Reputation: 25
I have a similar input
A 3
C 1
A 4
B 2
B 2
output should be
A total=7 (3+4)
C total=1 (1)
B total=4 (2+2)
Can anyone pls tell me how to do this in awk? The input is part of an awk line output, hence the request for a solution in awk. Thanks!
Upvotes: 2
Views: 1195
Reputation: 2615
I would like to suggest another way:
sort -k 1,1 your_file |
cat - <(echo "") |
gawk '
$1==key {
line=line " + " $2; sum+=$2
}
$1 != key {
if (NR>1){print key " total=" sum " (" line ")"}
key=$1
line=$2
sum=$2
}'
What are the differences?
1) This awk does not use arrays.

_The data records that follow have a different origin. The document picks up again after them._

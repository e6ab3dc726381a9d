use tracing::debug;

use super::{orbit_position, Position, RotationMode, SpatialEffectState, ELEVATION_RATE, TWO_PI};
use crate::timeline::Ticker;

/// Drives the positional rotation while an effect is enabled.
///
/// Each delivered frame advances the phase and requests the next one; turning
/// the effect off cancels the pending frame so nothing keeps running.
#[derive(Debug, Clone)]
pub struct RotationAnimator {
    state: SpatialEffectState,
    elevation_phase: f32,
    position: Position,
    ticker: Ticker,
}

impl RotationAnimator {
    pub fn new(rotation_speed: f32) -> Self {
        Self {
            state: SpatialEffectState::new(rotation_speed),
            elevation_phase: 0.0,
            position: Position::ORIGIN,
            ticker: Ticker::new(),
        }
    }

    pub fn state(&self) -> SpatialEffectState {
        self.state
    }

    pub fn position(&self) -> Position {
        self.position
    }

    /// Whether a frame is scheduled.
    pub fn is_running(&self) -> bool {
        self.ticker.is_pending()
    }

    pub fn frames(&self) -> u64 {
        self.ticker.fired()
    }

    /// Applies a new mode and intensity and returns the position the
    /// spatializer should take right away.
    pub fn set_effect(&mut self, mode: RotationMode, intensity: f32) -> Position {
        if !mode.is_active() {
            self.stop();
            return self.position;
        }

        if mode != self.state.mode {
            self.state.phase_angle = 0.0;
            self.elevation_phase = 0.0;
        }
        self.state.mode = mode;
        self.state.intensity = intensity;
        self.position = self.current_orbit_position();
        self.ticker.request();
        debug!(%mode, intensity, "rotation animation scheduled");
        self.position
    }

    pub fn set_rotation_speed(&mut self, rotation_speed: f32) {
        self.state.rotation_speed = rotation_speed;
    }

    /// Delivers one animation frame. Returns the new position, or `None` if
    /// no frame was pending.
    pub fn frame(&mut self, dt_seconds: f32) -> Option<Position> {
        if !self.ticker.fire() {
            return None;
        }
        if !self.state.mode.is_active() {
            return None;
        }

        let step = self.state.rotation_speed * dt_seconds.max(0.0);
        self.state.phase_angle = (self.state.phase_angle + step).rem_euclid(TWO_PI);
        self.elevation_phase = (self.elevation_phase + step * ELEVATION_RATE).rem_euclid(TWO_PI);
        self.position = self.current_orbit_position();

        self.ticker.request();
        Some(self.position)
    }

    /// Cancels the pending frame and returns to the origin with phase zero.
    pub fn stop(&mut self) {
        self.ticker.cancel();
        self.state.mode = RotationMode::None;
        self.state.intensity = 0.0;
        self.state.phase_angle = 0.0;
        self.elevation_phase = 0.0;
        self.position = Position::ORIGIN;
    }

    fn current_orbit_position(&self) -> Position {
        orbit_position(
            self.state.mode,
            self.state.radius(),
            self.state.phase_angle,
            self.elevation_phase,
        )
    }
}

#[cfg(test)]
mod tests {
    use super::*;

    #[test]
    fn idle_animator_does_nothing() {
        let mut animator = RotationAnimator::new(3.0);
        assert!(!animator.is_running());
        assert_eq!(animator.frame(0.016), None);
        assert!(animator.position().is_origin());
    }

    #[test]
    fn frames_advance_phase_and_reschedule() {
        let mut animator = RotationAnimator::new(2.0);
        let start = animator.set_effect(RotationMode::Rotate8D, 0.5);
        assert!((start.x - 1.0).abs() < 1e-6);

        let next = animator.frame(0.25).unwrap();
        assert!((animator.state().phase_angle - 0.5).abs() < 1e-6);
        assert!((next.x - 0.5_f32.cos()).abs() < 1e-6);
        assert!(animator.is_running());
        assert_eq!(animator.frames(), 1);
    }

    #[test]
    fn phase_wraps_into_one_turn() {
        let mut animator = RotationAnimator::new(TWO_PI);
        animator.set_effect(RotationMode::Rotate16D, 1.0);
        animator.frame(1.25);
        let phase = animator.state().phase_angle;
        assert!((0.0..TWO_PI).contains(&phase));
        assert!((phase - TWO_PI * 0.25).abs() < 1e-4);
    }

    #[test]
    fn turning_off_cancels_and_recentres() {
        let mut animator = RotationAnimator::new(3.0);
        animator.set_effect(RotationMode::Rotate8D, 1.0);
        animator.frame(0.1);
        animator.set_effect(RotationMode::None, 1.0);

        assert!(!animator.is_running());
        assert!(animator.position().is_origin());
        assert_eq!(animator.state().phase_angle, 0.0);
        assert_eq!(animator.frame(0.1), None);
        assert_eq!(animator.frames(), 1);
    }

    #[test]
    fn mode_switch_restarts_phase() {
        let mut animator = RotationAnimator::new(3.0);
        animator.set_effect(RotationMode::Rotate8D, 1.0);
        animator.frame(0.2);
        animator.set_effect(RotationMode::Rotate16D, 1.0);
        assert_eq!(animator.state().phase_angle, 0.0);

        animator.frame(0.2);
        let phase = animator.state().phase_angle;
        animator.set_effect(RotationMode::Rotate16D, 0.5);
        assert_eq!(animator.state().phase_angle, phase);
    }
}
/// Result alias that carries the custom [`SpatialAudioError`] type.
pub type Result<T> = std::result::Result<T, SpatialAudioError>;

/// Common error type for the core crate.
///
/// Parameter setters on the engine never surface errors; only operations that
/// acquire resources or cross a data boundary do.
#[derive(Debug, thiserror::Error)]
pub enum SpatialAudioError {
    /// The audio processing context could not be created (no device, blocked
    /// stream, unsupported sample format).
    #[error("audio subsystem unavailable: {0}")]
    Unavailable(String),
    #[error("invalid configuration: {0}")]
    InvalidConfig(String),
    /// A track record coming from an external source failed validation.
    #[error("invalid track record: {0}")]
    InvalidTrack(String),
    /// The render surface has no drawable area.
    #[error("canvas has zero size")]
    EmptyCanvas,
    #[error("{0}")]
    Message(String),
    /// Wrapper around standard IO errors.
    #[error("{0}")]
    Io(#[from] std::io::Error),
    #[error(transparent)]
    Json(#[from] serde_json::Error),
    #[error(transparent)]
    Wav(#[from] hound::Error),
    #[error(transparent)]
    Fft(#[from] realfft::FftError),
}

impl SpatialAudioError {
    /// Creates a new error that simply wraps the provided message.
    pub fn msg<T: Into<String>>(msg: T) -> Self {
        Self::Message(msg.into())
    }

    /// Convenience constructor for [`SpatialAudioError::InvalidConfig`].
    pub fn config<T: Into<String>>(msg: T) -> Self {
        Self::InvalidConfig(msg.into())
    }
}

impl From<&str> for SpatialAudioError {
    fn from(value: &str) -> Self {
        Self::msg(value)
    }
}

impl From<String> for SpatialAudioError {
    fn from(value: String) -> Self {
        Self::Message(value)
    }
}
//! Helpers shared by the integration tests.

#![allow(dead_code)]

use sqlom::Dialect;
use sqlparser::dialect::{GenericDialect, MsSqlDialect, MySqlDialect, PostgreSqlDialect};
use sqlparser::parser::Parser;

/// Parse `sql` back with sqlparser-rs for the matching grammar.
///
/// Oracle output goes through the generic grammar.
pub fn validate_sql(sql: &str, dialect: Dialect) -> Result<(), String> {
    let parser_dialect: Box<dyn sqlparser::dialect::Dialect> = match dialect {
        Dialect::SqlServer => Box::new(MsSqlDialect {}),
        Dialect::MySql => Box::new(MySqlDialect {}),
        Dialect::Postgres => Box::new(PostgreSqlDialect {}),
        Dialect::Oracle => Box::new(GenericDialect {}),
    };

    Parser::parse_sql(&*parser_dialect, sql)
        .map(|_| ())
        .map_err(|e| format!("Invalid SQL for {:?}: {}\nSQL: {}", dialect, e, sql))
}

/// Render for every dialect that sqlparser understands and check each parses.
pub fn assert_parses_everywhere(render: impl Fn(Dialect) -> String) {
    for dialect in [Dialect::SqlServer, Dialect::MySql, Dialect::Postgres] {
        let sql = render(dialect);
        validate_sql(&sql, dialect).unwrap();
    }
}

This is significant when working on large files.
2) This is more the AWK way, while previous answer is more like programming language way.
3) If original order is matter, you can do something like this:
gawk '{print $0 " " NR}' your_file |
sort -k 1,1 | cat - <(echo "") |
gawk '$1==key {line=line " + " $2; sum+=$2} $1 != key {if (NR>1){print nr " " key " total=" sum " (" line ")"}; key=$1; line=$2; sum=$2; nr=$NF}' |
sort -k 1,1n |
cut -d \ -f 2-
Upvotes: 1
Reputation: 40758
You can try the following code:
awk '
{
a[$1]+=$2
b[$1]=(b[$1]=="")?$2:(b[$1]"+"$2)
}
END {
for (i in a)
print i" total="a[i]" ("b[i]")"
}' file
with output:
A total=7 (3+4)
B total=4 (2+2)
C total=1 (1)
Upvotes: 0